Le gouvernement se prépare à envoyer la démarcation à Arbitrazh

Le gouvernement du Kosovo prévoit que la question de la démarcation avec le Monténégro sera résolue même par l'intermédiaire du tribunal d'Arbitrazhi si l'État voisin refuse d'ouvrir à nouveau cette question. Le premier effort d'État du Kosovo, visant à reprendre la démarcation de la frontière entre le Kosovo et le Monténégro, a été rejeté [...]
Le gouvernement du Kosovo prévoit que la question de la démarcation avec le Monténégro sera résolue même par l'intermédiaire du tribunal d'Arbitrazhi si l'État voisin refuse d'ouvrir à nouveau cette question.
Le premier effort d'État du Kosovo, par le biais de pourparlers visant à reprendre la démarcation de la frontière entre le Kosovo et le Monténégro, a été rejeté par ce dernier.
Au cours de la visite officielle que le ministre des Affaires étrangères du Kosovo, Behgjet Pacolli, a faite à cet État, il a reçu des réponses claires selon lesquelles la démarcation est une question fermée pour eux.
C'est ce que Srdjan Darnovolic a suggéré à Pacolli.
Mais, au sein du Gouvernement du Kosovo, ils croient toujours qu'il y a place pour des discussions sur cette question.

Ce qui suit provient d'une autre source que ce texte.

//! Cache Statistics Module
//!
//! Tracks cache performance metrics including hits, misses, and evictions.

use std::sync::atomic::{AtomicU64, Ordering};

use serde::Serialize;

// == Cache Stats ==
/// Point-in-time snapshot of cache performance metrics.
#[derive(Debug, Clone, Default, PartialEq, Serialize)]
pub struct CacheStats {
    /// Number of reads that found a live entry
    pub hits: u64,
    /// Number of reads that found nothing live
    pub misses: u64,
    /// Number of entries removed because they expired
    pub evictions: u64,
    /// Entries currently held, including expired ones not yet swept
    pub total_entries: usize,
}

impl CacheStats {
    // == Hit Rate ==
    /// Calculates the cache hit rate.
    ///
    /// Returns hits / (hits + misses), or 0.0 if no requests have been made.
    pub fn hit_rate(&self) -> f64 {
        let total = self.hits + self.misses;
        if total == 0 {
            0.0
        } else {
            self.hits as f64 / total as f64
        }
    }
}

// == Stats Recorder ==
/// Lock-free counters updated by concurrent cache operations.
#[derive(Debug, Default)]
pub struct StatsRecorder {
    hits: AtomicU64,
    misses: AtomicU64,
    evictions: AtomicU64,
}

impl StatsRecorder {
    pub fn new() -> Self {
        Self::default()
    }

    pub fn record_hit(&self) {
        self.hits.fetch_add(1, Ordering::Relaxed);
    }

    pub fn record_miss(&self) {
        self.misses.fetch_add(1, Ordering::Relaxed);
    }

    pub fn record_eviction(&self) {
        self.evictions.fetch_add(1, Ordering::Relaxed);
    }

    /// Takes a snapshot, filling in the current entry count.
    pub fn snapshot(&self, total_entries: usize) -> CacheStats {
        CacheStats {
            hits: self.hits.load(Ordering::Relaxed),
            misses: self.misses.load(Ordering::Relaxed),
            evictions: self.evictions.load(Ordering::Relaxed),
            total_entries,
        }
    }
}

// == Unit Tests ==
#[cfg(test)]
mod tests {
    use super::*;

    #[test]
    fn test_recorder_new() {
        let stats = StatsRecorder::new().snapshot(0);
        assert_eq!(stats, CacheStats::default());
    }

    #[test]
    fn test_hit_rate_no_requests() {
        assert_eq!(CacheStats::default().hit_rate(), 0.0);
    }

    #[test]
    fn test_hit_rate_mixed() {
        let recorder = StatsRecorder::new();
        recorder.record_hit();
        recorder.record_hit();
        recorder.record_hit();
        recorder.record_miss();
        assert_eq!(recorder.snapshot(0).hit_rate(), 0.75);
    }

    #[test]
    fn test_record_eviction() {
        let recorder = StatsRecorder::new();
        recorder.record_eviction();
        recorder.record_eviction();

        let stats = recorder.snapshot(7);
        assert_eq!(stats.evictions, 2);
        assert_eq!(stats.total_entries, 7);
    }
}
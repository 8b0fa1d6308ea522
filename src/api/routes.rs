//! API Routes
//!
//! Configures the Axum router with all cache server endpoints.

use axum::{routing::get, Router};
use tower_http::{
    cors::{Any, CorsLayer},
    trace::TraceLayer,
};

use super::handlers::{
    delete_handler, get_handler, health_handler, set_handler, stats_handler,
    unsupported_method_handler, AppState,
};

/// Creates the main router with all endpoints configured.
///
/// # Endpoints
/// - `GET /api/cache?key=K` - Read a cached value
/// - `POST|PUT /api/cache?key=K&ttl=S` - Cache the request body
/// - `DELETE /api/cache?key=K` - Remove a key
/// - `GET /stats` - Get cache statistics
/// - `GET /health` - Health check endpoint
///
/// # Middleware
/// - CORS: Allows any origin (configurable for production)
/// - Tracing: Logs all requests for debugging
pub fn create_router(state: AppState) -> Router {
    // Configure CORS middleware
    let cors = CorsLayer::new()
        .allow_origin(Any)
        .allow_methods(Any)
        .allow_headers(Any);

    let cache_routes = get(get_handler)
        .post(set_handler)
        .put(set_handler)
        .delete(delete_handler)
        .fallback(unsupported_method_handler);

    Router::new()
        .route("/api/cache", cache_routes)
        .route("/stats", get(stats_handler))
        .route("/health", get(health_handler))
        .layer(cors)
        .layer(TraceLayer::new_for_http())
        .with_state(state)
}

#[cfg(test)]
mod tests {
    use super::*;
    use crate::cache::{ExpiringCache, DEFAULT_SLIDING_WINDOW, DEFAULT_TTL};
    use axum::{
        body::Body,
        http::{Request, StatusCode},
    };
    use tower::util::ServiceExt;

    fn create_test_app() -> Router {
        let cache = ExpiringCache::new(DEFAULT_SLIDING_WINDOW);
        create_router(AppState::new(cache, DEFAULT_TTL))
    }

    #[tokio::test]
    async fn test_health_endpoint() {
        let app = create_test_app();

        let response = app
            .oneshot(Request::builder().uri("/health").body(Body::empty()).unwrap())
            .await
            .unwrap();

        assert_eq!(response.status(), StatusCode::OK);
    }

    #[tokio::test]
    async fn test_stats_endpoint() {
        let app = create_test_app();

        let response = app
            .oneshot(Request::builder().uri("/stats").body(Body::empty()).unwrap())
            .await
            .unwrap();

        assert_eq!(response.status(), StatusCode::OK);
    }

    #[tokio::test]
    async fn test_set_endpoint() {
        let app = create_test_app();

        let response = app
            .oneshot(
                Request::builder()
                    .method("POST")
                    .uri("/api/cache?key=test")
                    .body(Body::from("hello"))
                    .unwrap(),
            )
            .await
            .unwrap();

        assert_eq!(response.status(), StatusCode::OK);
    }

    #[tokio::test]
    async fn test_get_not_found() {
        let app = create_test_app();

        let response = app
            .oneshot(
                Request::builder()
                    .uri("/api/cache?key=nonexistent")
                    .body(Body::empty())
                    .unwrap(),
            )
            .await
            .unwrap();

        assert_eq!(response.status(), StatusCode::NOT_FOUND);
    }

    #[tokio::test]
    async fn test_unsupported_method() {
        let app = create_test_app();

        let response = app
            .oneshot(
                Request::builder()
                    .method("PATCH")
                    .uri("/api/cache?key=k")
                    .body(Body::empty())
                    .unwrap(),
            )
            .await
            .unwrap();

        assert_eq!(response.status(), StatusCode::BAD_REQUEST);
    }
}
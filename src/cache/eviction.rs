//! Eviction Notification Module
//!
//! Observers that hear about entries removed because they expired.
//! Explicit deletes and overwrites are not evictions and are never reported.

use std::fmt;
use std::panic::{catch_unwind, AssertUnwindSafe};

use tracing::{info, warn};

// == Eviction Reason ==
/// Why an entry was evicted.
#[derive(Debug, Clone, Copy, PartialEq, Eq)]
pub enum EvictionReason {
    /// The absolute expiry set at insertion passed
    AbsoluteExpired,
    /// The entry went unread for longer than the sliding window
    SlidingExpired,
}

impl fmt::Display for EvictionReason {
    fn fmt(&self, f: &mut fmt::Formatter<'_>) -> fmt::Result {
        match self {
            EvictionReason::AbsoluteExpired => write!(f, "absolute_expired"),
            EvictionReason::SlidingExpired => write!(f, "sliding_expired"),
        }
    }
}

// == Eviction Listener ==
/// Receives a notification for every expiry-driven removal.
///
/// Registered once per cache. Runs after the entry's lock has been released,
/// so implementations may call back into the cache. Errors and panics are
/// logged and swallowed.
pub trait EvictionListener: Send + Sync {
    fn on_evict(&self, key: &str, reason: EvictionReason) -> anyhow::Result<()>;
}

impl<F> EvictionListener for F
where
    F: Fn(&str, EvictionReason) -> anyhow::Result<()> + Send + Sync,
{
    fn on_evict(&self, key: &str, reason: EvictionReason) -> anyhow::Result<()> {
        self(key, reason)
    }
}

// == Logging Listener ==
/// Listener that records evictions in the log.
#[derive(Debug, Clone, Copy, Default)]
pub struct LoggingEvictionListener;

impl EvictionListener for LoggingEvictionListener {
    fn on_evict(&self, key: &str, reason: EvictionReason) -> anyhow::Result<()> {
        info!("Cache item evicted: key={}, reason={}", key, reason);
        Ok(())
    }
}

/// Invokes `listener`, containing any failure it reports or panic it raises.
pub(crate) fn notify(listener: &dyn EvictionListener, key: &str, reason: EvictionReason) {
    match catch_unwind(AssertUnwindSafe(|| listener.on_evict(key, reason))) {
        Ok(Ok(())) => {}
        Ok(Err(err)) => {
            warn!("Eviction listener failed for key={}: {:#}", key, err);
        }
        Err(_) => {
            warn!("Eviction listener panicked for key={}", key);
        }
    }
}
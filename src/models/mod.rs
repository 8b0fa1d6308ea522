//! Request and Response models for the cache server API
//!
//! This module defines the DTOs (Data Transfer Objects) used for
//! parsing requests and serializing HTTP response bodies.

pub mod requests;
pub mod responses;

// Re-export commonly used types
pub use requests::{parse_payload, CacheQuery};
pub use responses::{
    DeleteResponse, ErrorResponse, HealthResponse, HitResponse, MissResponse, SetResponse,
    StatsResponse,
};
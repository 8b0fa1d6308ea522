//! Request Cache - an HTTP-fronted expiring key-value cache
//!
//! Entries carry an absolute expiry set at write time and a sliding deadline
//! that each read pushes forward, capped by the absolute expiry.

use std::net::SocketAddr;

use anyhow::Context;
use tokio::signal;
use tracing::{info, warn};
use tracing_subscriber::{layer::SubscriberExt, util::SubscriberInitExt};

use request_cache::api::create_router;
use request_cache::{spawn_sweep_task, AppState, Config};

/// Main entry point for the request cache server.
///
/// # Startup Sequence
/// 1. Initialize tracing subscriber for logging
/// 2. Load configuration from environment variables
/// 3. Create the cache with a logging eviction listener
/// 4. Start the background expiry sweep
/// 5. Serve HTTP until SIGINT/SIGTERM
/// 6. Stop the sweep and release the cache
#[tokio::main]
async fn main() -> anyhow::Result<()> {
    // Defaults to "info" level, can be overridden with RUST_LOG env var
    tracing_subscriber::registry()
        .with(
            tracing_subscriber::EnvFilter::try_from_default_env()
                .unwrap_or_else(|_| "request_cache=info,tower_http=info".into()),
        )
        .with(tracing_subscriber::fmt::layer())
        .init();

    info!("Starting request cache server");

    let config = Config::from_env();
    info!(
        "Configuration loaded: default_ttl={}s, sliding_window={}s, port={}, sweep_interval={}s",
        config.default_ttl, config.sliding_window, config.server_port, config.sweep_interval
    );

    let state = AppState::from_config(&config);
    let sweeper = spawn_sweep_task(state.cache.clone(), config.sweep_interval());

    let app = create_router(state);

    let addr = SocketAddr::from(([0, 0, 0, 0], config.server_port));
    let listener = tokio::net::TcpListener::bind(addr)
        .await
        .with_context(|| format!("failed to bind {}", addr))?;
    info!("Server listening on http://{}", addr);

    axum::serve(listener, app)
        .with_graceful_shutdown(shutdown_signal())
        .await
        .context("server error")?;

    if let Err(err) = sweeper.shutdown().await {
        warn!("Expiry sweep task ended abnormally: {}", err);
    }

    info!("Server shutdown complete");
    Ok(())
}

/// Waits for shutdown signal (Ctrl+C or SIGTERM).
async fn shutdown_signal() {
    let ctrl_c = async {
        if let Err(err) = signal::ctrl_c().await {
            warn!("Failed to listen for Ctrl+C: {}", err);
            std::future::pending::<()>().await;
        }
    };

    #[cfg(unix)]
    let terminate = async {
        match signal::unix::signal(signal::unix::SignalKind::terminate()) {
            Ok(mut sigterm) => {
                sigterm.recv().await;
            }
            Err(err) => {
                warn!("Failed to install SIGTERM handler: {}", err);
                std::future::pending::<()>().await;
            }
        }
    };

    #[cfg(not(unix))]
    let terminate = std::future::pending::<()>();

    tokio::select! {
        _ = ctrl_c => {
            info!("Received Ctrl+C, initiating shutdown...");
        }
        _ = terminate => {
            info!("Received SIGTERM, initiating shutdown...");
        }
    }
}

Le directeur du Bureau de la communication du gouvernement Haradinaj a déclaré qu'il y a longtemps, de hauts responsables de l'État au Monténégro se sont déclarés prêts pour des pourparlers.
“Plus tôt, les hauts responsables de l'État de la République du Monténégro ont été déclarés prêts à négocier avec la partie du Kosovo pour clarifier le processus de démarcation de la frontière entre les deux États. Dans les mêmes vagues, Srdjan Darnovolic, haut diplomate monténégrin, a déclaré le Monténégro, que le côté monténégrin sera ouvert à des discussions avec des amis et partenaires du Kosovo”, a dit Matoshi sur le news.net.
Toutefois, les récentes déclarations de responsables monténégrins, y compris Daranovic, n'indiquent pas que mon nouvel État OTAN est prêt à renégocier l'accord signé à Vienne le 26 août 2015.
“Je pense que les institutions du Kosovo prendront la décision de ratifier l'accord frontalier, étant donné que les frontières qui existaient dans l'ancienne République de Yougoslavie ont été prouvées par nos deux commissions et une commission internationale. Comme je l'ai dit plus tôt, la démarcation entre les deux pays est un travail accompli”, a déclaré le meilleur diplomate monténégrin après avoir rencontré Pacolli.
Mattos dit, cependant, que l'accord de Vienne prévoit des corrections et aussi envoyer à Arbitrazh.
Le gouvernement Haradinaj s'attend à achever le processus et à voir le rapport détaillé de la Commission d'État, puis à prendre les mesures de conformité de la constitution et des lois en vigueur. Nous vous rappelons que l'Accord de Vienne du 26 août 2015, l'article 2 de cet accord n'exclut pas la possibilité de corriger le processus, mais qu'il contient également la disposition qui détermine que si les parties conviennent de modifier et de respecter les dispositions de l'Accord, il peut également y avoir une demande d'arbitre international”, Matos a dit au sujet de news.net.
Ramusha Haradinaj, qui a pris le poste de premier ministre, a commencé à travailler sur la démarcation, licencier la Commission d'État, qui avait dirigé le travail et nommer une nouvelle commission.
D'après l'accord de 2015, le Kosovo aurait perdu 8 000 hectares de territoire.